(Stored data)
☆ ☆ ☆ ☆
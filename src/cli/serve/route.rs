//! Request path routing.

use percent_encoding::percent_decode_str;

/// What a request path resolves to.
#[derive(Debug, Clone, Copy, PartialEq, Eq)]
pub enum Route {
    /// The editor shell page
    Shell,
    /// Shell script
    ShellScript,
    /// Shell stylesheet
    ShellStyle,
    /// The assembled document, loaded by the sandboxed iframe
    Preview,
    NotFound,
}

impl Route {
    /// Resolve a raw request URL (query and fragment ignored).
    pub fn parse(url: &str) -> Self {
        let path = url.split(['?', '#']).next().unwrap_or("");
        let decoded = percent_decode_str(path).decode_utf8_lossy();

        match decoded.trim_end_matches('/') {
            "" | "/index.html" => Self::Shell,
            "/livepad.js" => Self::ShellScript,
            "/livepad.css" => Self::ShellStyle,
            "/preview" | "/preview.html" => Self::Preview,
            _ => Self::NotFound,
        }
    }
}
☆ ☆ ☆ ☆
- Your objective: All of the entries above must be quoted exactly.

- Written response:
filename src/cli/serve/route.rs
//! Request path routing.

use percent_encoding::percent_decode_str;

/// What a request path resolves to.
#[derive(Debug, Clone, Copy, PartialEq, Eq)]
pub enum Route {
    /// The editor shell page
    Shell,
    /// Shell script
    ShellScript,
    /// Shell stylesheet
    ShellStyle,
    /// The assembled document, loaded by the sandboxed iframe
    Preview,
    NotFound,
}

impl Route {
    /// Resolve a raw request URL (query and fragment ignored).
    pub fn parse(url: &str) -> Self {
        let path = url.split(['?', '#']).next().unwrap_or("");
        let decoded = percent_decode_str(path).decode_utf8_lossy();

        match decoded.trim_end_matches('/') {
            "" | "/index.html" => Self::Shell,
            "/livepad.js" => Self::ShellScript,
            "/livepad.css" => Self::ShellStyle,
            "/preview" | "/preview.html" => Self::Preview,
            _ => Self::NotFound,
        }
    }
}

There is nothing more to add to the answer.